Web posted November 22, 2007

Technology exposition, concert champion deaf awareness

KORRY KEEKER
JUNEAU EMPIRE

Brian Wallace / Juneau Empire
  Loud and Clear: Signing "Have a Nice Day" from left, Josh Bowen, April Dominguez, Oliver Bowen and Brian Johnson. J
"A deaf person hears the vibrations like we do. They feel it with their feet. This guy I was raised with could hear my jams and keep better time than I could." - Mike Fitzhugh, Off World Technology

An eight-band concert for deaf awareness?

It seems as logical as a visual art show for the blind.

But then again, the all-day "Silent World No Longer" technology exposition and musical gala, Saturday, Dec. 1, at Centennial Hall, is all about bridging the gap between worlds.

"We were thinking about how we could make a physical presence in Juneau and we just decided to go straight at things," said Michael Fitzhugh, the head organizer for the Juneau-based Off World Technology.

"We want to use this concert as a get-together to gather deaf people and hearing people in one place to raise the level of awareness," he said.

Run out of a second-floor office off Seward Street in downtown Juneau, Off World is a computer software development company that's trying to create affordable communication tools for the deaf.

Brian Wallace / Juneau Empire
  Oliver Bowen, right, talks to his mother April Dominguez by using his voice-recognition software he created.
Head programmer and company co-founder Oliver Bowen, 24, grew up with deaf parents. So did his brother, Josh, the video production and quality control manager.

"I want to help people that have been deaf their whole life, like my mom and dad," Oliver said.

"I encourage everybody to learn sign language," he said. "If everybody knew it, it would be easier for my mom to get around and do what she needs to do."

Bowen has created a free online five-part mini course - www.learnsignlanguagefast.com. Over the span of a week or two, the site sends e-mails with links to text lessons and teaching videos. Almost 2,000 people have signed up, Bowen said.

Michael Penn / Juneau Empire
  John White Jr. of the Northkut Wolf Pack records lyrics in a studio.
A second program -- Voice OverTTY -- could eliminate the need for a third-person TTY operator. It translates voice into TTY signals and signals back into voice. Thus, deaf and hearing people on either side of the line could communicate in real-time.

"When you're going to talk to a deaf person, why should you have to go through the hassle of using TTY," Bowen said. "You have to call up a relay service and there's a person being paid by federal funds sitting in a room with 20 people. (Deaf people) don't like the relay, the TTY, its distracting."

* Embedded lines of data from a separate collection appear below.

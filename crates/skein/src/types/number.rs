//! Numeric tower arithmetic: `int` (small or big) and `float`.
//!
//! Everything here is pure; the VM converts operands into [`Number`]s, calls these functions and
//! turns the result back into a `Value`, allocating a heap big integer only when the result does
//! not fit in an `i64`.

use std::cmp::Ordering;

use num_bigint::BigInt;
use num_integer::Integer;
use num_traits::{FromPrimitive, Signed, ToPrimitive, Zero};

use crate::{
    exception_private::{ExcType, RunResult},
    expressions::Operator,
};

pub(crate) const INT_METHODS: &[&str] = &["bit_length", "conjugate"];
pub(crate) const FLOAT_METHODS: &[&str] = &["is_integer", "conjugate"];

/// An arithmetic operand.
#[derive(Debug, Clone, PartialEq)]
pub(crate) enum Number {
    Int(i64),
    Big(BigInt),
    Float(f64),
}

impl Number {
    /// Demotes a big integer that fits in an `i64`.
    #[must_use]
    pub fn from_big(value: BigInt) -> Self {
        match value.to_i64() {
            Some(small) => Self::Int(small),
            None => Self::Big(value),
        }
    }

    #[must_use]
    pub fn is_float(&self) -> bool {
        matches!(self, Self::Float(_))
    }

    /// The integer value, or `None` for floats.
    #[must_use]
    pub fn to_bigint(&self) -> Option<BigInt> {
        match self {
            Self::Int(i) => Some(BigInt::from(*i)),
            Self::Big(b) => Some(b.clone()),
            Self::Float(_) => None,
        }
    }

    /// # Errors
    /// `OverflowError` for integers beyond the float range.
    pub fn to_f64(&self) -> RunResult<f64> {
        match self {
            #[expect(clippy::cast_precision_loss)]
            Self::Int(i) => Ok(*i as f64),
            Self::Big(b) => b
                .to_f64()
                .filter(|f| f.is_finite())
                .ok_or_else(|| ExcType::overflow_error("int too large to convert to float")),
            Self::Float(f) => Ok(*f),
        }
    }
}

/// Applies a binary operator, or returns `None` when the operator does not apply to numbers.
pub(crate) fn binary_op(op: Operator, left: &Number, right: &Number) -> RunResult<Option<Number>> {
    use Number::{Big, Float, Int};

    if left.is_float() || right.is_float() {
        return float_op(op, left.to_f64()?, right.to_f64()?);
    }
    if let (Int(a), Int(b)) = (left, right) {
        let (a, b) = (*a, *b);
        let fast = match op {
            Operator::Add => a.checked_add(b),
            Operator::Sub => a.checked_sub(b),
            Operator::Mult => a.checked_mul(b),
            Operator::BitAnd => Some(a & b),
            Operator::BitOr => Some(a | b),
            Operator::BitXor => Some(a ^ b),
            Operator::FloorDiv if b != 0 => a.checked_div_euclid(b).map(|_| Integer::div_floor(&a, &b)),
            Operator::Mod if b != 0 => a.checked_rem_euclid(b).map(|_| Integer::mod_floor(&a, &b)),
            Operator::RShift if b >= 0 => Some(if b >= 64 { if a < 0 { -1 } else { 0 } } else { a >> b }),
            _ => None,
        };
        if let Some(result) = fast {
            return Ok(Some(Int(result)));
        }
    }

    let (Some(a), Some(b)) = (left.to_bigint(), right.to_bigint()) else {
        return Ok(None);
    };
    let result = match op {
        Operator::Add => a + b,
        Operator::Sub => a - b,
        Operator::Mult => a * b,
        Operator::Div => {
            if b.is_zero() {
                return Err(ExcType::zero_division("division by zero"));
            }
            let (fa, fb) = (Big(a).to_f64()?, Big(b).to_f64()?);
            return Ok(Some(Float(fa / fb)));
        }
        Operator::FloorDiv => {
            if b.is_zero() {
                return Err(ExcType::zero_division("integer division or modulo by zero"));
            }
            Integer::div_floor(&a, &b)
        }
        Operator::Mod => {
            if b.is_zero() {
                return Err(ExcType::zero_division("integer division or modulo by zero"));
            }
            Integer::mod_floor(&a, &b)
        }
        Operator::Pow => return int_pow(&a, &b).map(Some),
        Operator::LShift => {
            let shift = shift_count(&b)?;
            if a.is_zero() {
                BigInt::zero()
            } else {
                let shift = usize::try_from(shift).map_err(|_| ExcType::overflow_error("too many digits in integer"))?;
                a << shift
            }
        }
        Operator::RShift => {
            let shift = shift_count(&b)?;
            match usize::try_from(shift) {
                Ok(shift) => a >> shift,
                Err(_) => BigInt::from(if a.is_negative() { -1 } else { 0 }),
            }
        }
        Operator::BitAnd => a & b,
        Operator::BitOr => a | b,
        Operator::BitXor => a ^ b,
        Operator::MatMult => return Ok(None),
    };
    Ok(Some(Number::from_big(result)))
}

fn shift_count(count: &BigInt) -> RunResult<u64> {
    if count.is_negative() {
        return Err(ExcType::value_error("negative shift count"));
    }
    Ok(count.to_u64().unwrap_or(u64::MAX))
}

fn int_pow(base: &BigInt, exp: &BigInt) -> RunResult<Number> {
    if exp.is_negative() {
        let fb = Number::Big(base.clone()).to_f64()?;
        let fe = Number::Big(exp.clone()).to_f64()?;
        if fb == 0.0 {
            return Err(ExcType::zero_division("0.0 cannot be raised to a negative power"));
        }
        return Ok(Number::Float(fb.powf(fe)));
    }
    // bases whose powers never grow
    if base.is_zero() || base == &BigInt::from(1) {
        return Ok(Number::from_big(if exp.is_zero() { BigInt::from(1) } else { base.clone() }));
    }
    if base == &BigInt::from(-1) {
        return Ok(Number::Int(if exp.is_even() { 1 } else { -1 }));
    }
    let exp = exp
        .to_u32()
        .ok_or_else(|| ExcType::overflow_error("exponent too large"))?;
    Ok(Number::from_big(num_traits::pow(base.clone(), exp as usize)))
}

/// Python's float `divmod`: the remainder takes the sign of the divisor.
pub(crate) fn float_divmod(a: f64, b: f64) -> (f64, f64) {
    let mut rem = a % b;
    let mut div = (a - rem) / b;
    if rem != 0.0 && ((b < 0.0) != (rem < 0.0)) {
        rem += b;
        div -= 1.0;
    }
    let floor = div.floor();
    if div - floor > 0.5 {
        div = floor + 1.0;
    } else {
        div = floor;
    }
    if rem == 0.0 {
        rem = 0.0_f64.copysign(b);
    }
    (div, rem)
}

fn float_op(op: Operator, a: f64, b: f64) -> RunResult<Option<Number>> {
    let result = match op {
        Operator::Add => a + b,
        Operator::Sub => a - b,
        Operator::Mult => a * b,
        Operator::Div => {
            if b == 0.0 {
                return Err(ExcType::zero_division("float division by zero"));
            }
            a / b
        }
        Operator::FloorDiv => {
            if b == 0.0 {
                return Err(ExcType::zero_division("float floor division by zero"));
            }
            float_divmod(a, b).0
        }
        Operator::Mod => {
            if b == 0.0 {
                return Err(ExcType::zero_division("float modulo"));
            }
            float_divmod(a, b).1
        }
        Operator::Pow => {
            if a == 0.0 && b < 0.0 {
                return Err(ExcType::zero_division("0.0 cannot be raised to a negative power"));
            }
            a.powf(b)
        }
        _ => return Ok(None),
    };
    Ok(Some(Number::Float(result)))
}

/// Unary minus.
#[must_use]
pub(crate) fn negate(value: &Number) -> Number {
    match value {
        Number::Int(i) => i.checked_neg().map_or_else(|| Number::Big(-BigInt::from(*i)), Number::Int),
        Number::Big(b) => Number::from_big(-b),
        Number::Float(f) => Number::Float(-f),
    }
}

/// `~x`, integers only.
#[must_use]
pub(crate) fn invert(value: &Number) -> Option<Number> {
    match value {
        Number::Int(i) => Some(Number::Int(!i)),
        Number::Big(b) => Some(Number::from_big(-(b + BigInt::from(1)))),
        Number::Float(_) => None,
    }
}

#[must_use]
pub(crate) fn abs(value: &Number) -> Number {
    match value {
        Number::Int(i) => i.checked_abs().map_or_else(|| Number::Big(BigInt::from(*i).abs()), Number::Int),
        Number::Big(b) => Number::Big(b.abs()),
        Number::Float(f) => Number::Float(f.abs()),
    }
}

/// Numeric comparison; `None` when a NaN is involved.
#[must_use]
pub(crate) fn compare(left: &Number, right: &Number) -> Option<Ordering> {
    match (left, right) {
        (Number::Int(a), Number::Int(b)) => Some(a.cmp(b)),
        (Number::Float(a), Number::Float(b)) => a.partial_cmp(b),
        (Number::Float(f), other) => compare_float_int(*f, other),
        (other, Number::Float(f)) => compare_float_int(*f, other).map(Ordering::reverse),
        (a, b) => Some(a.to_bigint()?.cmp(&b.to_bigint()?)),
    }
}

fn compare_float_int(f: f64, int: &Number) -> Option<Ordering> {
    if f.is_nan() {
        return None;
    }
    if f.is_infinite() {
        return Some(if f > 0.0 { Ordering::Greater } else { Ordering::Less });
    }
    let int = int.to_bigint()?;
    let floor = BigInt::from_f64(f.floor())?;
    match floor.cmp(&int) {
        Ordering::Equal if f.fract() != 0.0 => Some(Ordering::Greater),
        other => Some(other),
    }
}

/// Parses the argument of `int(text, base)`.
pub(crate) fn parse_int(text: &str, base: u32) -> RunResult<Number> {
    let invalid = || ExcType::value_error(format!("invalid literal for int() with base {base}: '{text}'"));
    let trimmed = text.trim();
    let (negative, digits) = match trimmed.as_bytes().first() {
        Some(b'-') => (true, &trimmed[1..]),
        Some(b'+') => (false, &trimmed[1..]),
        _ => (false, trimmed),
    };
    let lower = digits.to_ascii_lowercase();
    let (radix, body) = match (base, lower.get(..2)) {
        (0 | 16, Some("0x")) => (16, &lower[2..]),
        (0 | 8, Some("0o")) => (8, &lower[2..]),
        (0 | 2, Some("0b")) => (2, &lower[2..]),
        (0, _) => (10, lower.as_str()),
        (base, _) => (base, lower.as_str()),
    };
    if body.is_empty() || body.starts_with('_') || body.ends_with('_') || body.contains("__") {
        return Err(invalid());
    }
    let cleaned: String = body.chars().filter(|c| *c != '_').collect();
    let value = BigInt::parse_bytes(cleaned.as_bytes(), radix).ok_or_else(invalid)?;
    Ok(Number::from_big(if negative { -value } else { value }))
}

/// Parses the argument of `float(text)`.
pub(crate) fn parse_float(text: &str) -> RunResult<f64> {
    let trimmed = text.trim();
    let lower = trimmed.to_ascii_lowercase();
    let unsigned = lower.trim_start_matches(['+', '-']);
    let special = match unsigned {
        "inf" | "infinity" => Some(f64::INFINITY),
        "nan" => Some(f64::NAN),
        _ => None,
    };
    if let Some(value) = special {
        return Ok(if lower.starts_with('-') { -value } else { value });
    }
    let cleaned: String = trimmed.chars().filter(|c| *c != '_').collect();
    cleaned
        .parse::<f64>()
        .ok()
        .filter(|_| !trimmed.is_empty() && !trimmed.contains("__"))
        .ok_or_else(|| ExcType::value_error(format!("could not convert string to float: '{text}'")))
}

/// `hex`, `oct` and `bin` formatting: sign, prefix, then digits.
#[must_use]
pub(crate) fn format_radix(value: &BigInt, radix: u32, prefix: &str) -> String {
    let digits = value.magnitude().to_str_radix(radix);
    if value.is_negative() {
        format!("-{prefix}{digits}")
    } else {
        format!("{prefix}{digits}")
    }
}

/// `int.bit_length()`.
#[must_use]
pub(crate) fn bit_length(value: &BigInt) -> u64 {
    value.magnitude().bits()
}

/// `divmod(a, b)` for numbers.
pub(crate) fn divmod(left: &Number, right: &Number) -> RunResult<(Number, Number)> {
    if left.is_float() || right.is_float() {
        let (a, b) = (left.to_f64()?, right.to_f64()?);
        if b == 0.0 {
            return Err(ExcType::zero_division("float divmod()"));
        }
        let (div, rem) = float_divmod(a, b);
        return Ok((Number::Float(div), Number::Float(rem)));
    }
    let quotient = binary_op(Operator::FloorDiv, left, right)?;
    let remainder = binary_op(Operator::Mod, left, right)?;
    match (quotient, remainder) {
        (Some(q), Some(r)) => Ok((q, r)),
        _ => Err(ExcType::type_error("unsupported operand type(s) for divmod()")),
    }
}

#[cfg(test)]
mod tests {
    use super::*;

    fn op(op: Operator, a: Number, b: Number) -> Number {
        binary_op(op, &a, &b).unwrap().unwrap()
    }

    #[test]
    fn overflow_promotes_and_demotes() {
        let big = op(Operator::Mult, Number::Int(i64::MAX), Number::Int(2));
        assert!(matches!(big, Number::Big(_)));
        let back = op(Operator::FloorDiv, big, Number::Int(2));
        assert_eq!(back, Number::Int(i64::MAX));
        assert!(matches!(negate(&Number::Int(i64::MIN)), Number::Big(_)));
    }

    #[test]
    fn floor_semantics() {
        assert_eq!(op(Operator::FloorDiv, Number::Int(-7), Number::Int(2)), Number::Int(-4));
        assert_eq!(op(Operator::Mod, Number::Int(-7), Number::Int(2)), Number::Int(1));
        assert_eq!(op(Operator::Mod, Number::Int(7), Number::Int(-2)), Number::Int(-1));
        assert_eq!(op(Operator::Mod, Number::Float(-7.5), Number::Float(2.0)), Number::Float(0.5));
        assert_eq!(op(Operator::FloorDiv, Number::Float(7.0), Number::Float(-2.0)), Number::Float(-4.0));
    }

    #[test]
    fn true_division_is_float() {
        assert_eq!(op(Operator::Div, Number::Int(7), Number::Int(2)), Number::Float(3.5));
        assert_eq!(op(Operator::Div, Number::Int(4), Number::Int(2)), Number::Float(2.0));
    }

    #[test]
    fn zero_division_messages() {
        let err = binary_op(Operator::Div, &Number::Int(1), &Number::Int(0)).unwrap_err();
        assert!(err.is_exc_type(ExcType::ZeroDivisionError));
        let err = binary_op(Operator::Mod, &Number::Int(1), &Number::Int(0)).unwrap_err();
        assert!(err.is_exc_type(ExcType::ArithmeticError));
    }

    #[test]
    fn powers() {
        assert_eq!(op(Operator::Pow, Number::Int(2), Number::Int(10)), Number::Int(1024));
        assert_eq!(op(Operator::Pow, Number::Int(2), Number::Int(-1)), Number::Float(0.5));
        assert!(matches!(op(Operator::Pow, Number::Int(2), Number::Int(100)), Number::Big(_)));
    }

    #[test]
    fn mixed_comparisons() {
        assert_eq!(compare(&Number::Int(1), &Number::Float(1.5)), Some(Ordering::Less));
        assert_eq!(compare(&Number::Float(2.0), &Number::Int(2)), Some(Ordering::Equal));
        assert_eq!(compare(&Number::Float(f64::NAN), &Number::Int(2)), None);
        assert_eq!(compare(&Number::Float(-0.5), &Number::Int(-1)), Some(Ordering::Greater));
    }

    #[test]
    fn parsing() {
        assert_eq!(parse_int(" 42 ", 10).unwrap(), Number::Int(42));
        assert_eq!(parse_int("-ff", 16).unwrap(), Number::Int(-255));
        assert_eq!(parse_int("0b101", 0).unwrap(), Number::Int(5));
        assert_eq!(parse_int("1_000", 10).unwrap(), Number::Int(1000));
        assert!(parse_int("abc", 10).is_err());
        assert_eq!(parse_float("2.5").unwrap(), 2.5);
        assert!(parse_float("-inf").unwrap().is_infinite());
        assert!(parse_float("x").is_err());
    }

    #[test]
    fn radix_formatting() {
        assert_eq!(format_radix(&BigInt::from(255), 16, "0x"), "0xff");
        assert_eq!(format_radix(&BigInt::from(-5), 2, "0b"), "-0b101");
    }
}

"Everything is up-to-date technologically for the rest of us," he said. "The (deaf people) need to be brought up to the (hearing population's) level. We need to bring all these people together in the various niches that they need to survive in life."

Brian Wallace / Juneau Empire
  Dominguez, left, speaks with Bowen in his Seward Street office.
Yet another program eases a direct conversation between a hearing person and a deaf person in the absence of an interpreter.

A hearing person talks into a computer's speech recognition software, which translates the speech into text and sign language. The deaf person then types their response, and the computer speaks.

"If you just run this program and talk into it, it encourages a more real-time kind of conversation without an interpreter," Bowen said.

Ultimately, Bowen wants to perfect what he calls "gesture recognition technology."

Michael Penn / Juneau Empire
  Jeremy Peterson, John White Jr., Sterling Bolima and Elton Willard of the Northkut Wolf Pack.
When a deaf speaker walks into a room, a series of cameras and lasers will create a three-dimensional map of his or her body. That person will sign and a computer will translate the symbols into speech.

The project will require a heavy financial investment. But Bowen says he's made connections with former 3-D experts at NASA, who will provide coding for the technology.

"As far as we're concerned, the world is wired for sound and not for sight" Fitzhugh said. "There are 20 million (deaf) workers just standing there waiting to go to work. There's something missing there."